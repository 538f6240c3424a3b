use std::path::PathBuf;

use anyhow::Result;
use slipway_core::ProjectSnapshot;

use crate::parsers::csv_export::load_snapshot_csv;
use crate::parsers::json_snapshot::load_snapshot_json;

/// Default timezone for local dates in CSV exports.
pub const DEFAULT_TIMEZONE: &str = "UTC";

/// Where a project snapshot comes from.
#[derive(Debug, Clone, PartialEq, Eq)]
pub enum SnapshotSource {
    /// One JSON document: `{"tasks": [...], "dependencies": [...]}`.
    Json(PathBuf),
    /// A task export plus an edge export. Local dates are read in `timezone`.
    Csv {
        tasks: PathBuf,
        dependencies: Option<PathBuf>,
        timezone: String,
    },
}

impl SnapshotSource {
    pub fn load(&self) -> Result<ProjectSnapshot> {
        match self {
            SnapshotSource::Json(path) => load_snapshot_json(path),
            SnapshotSource::Csv {
                tasks,
                dependencies,
                timezone,
            } => load_snapshot_csv(tasks, dependencies.as_deref(), timezone),
        }
    }
}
+++
**Problem description:** Report every line above that has the string "tasks" in it.

**Output for this exercise:**
    /// One JSON document: `{"tasks": [...], "dependencies": [...]}`.
        tasks: PathBuf,
                tasks,
            } => load_snapshot_csv(tasks, dependencies.as_deref(), timezone),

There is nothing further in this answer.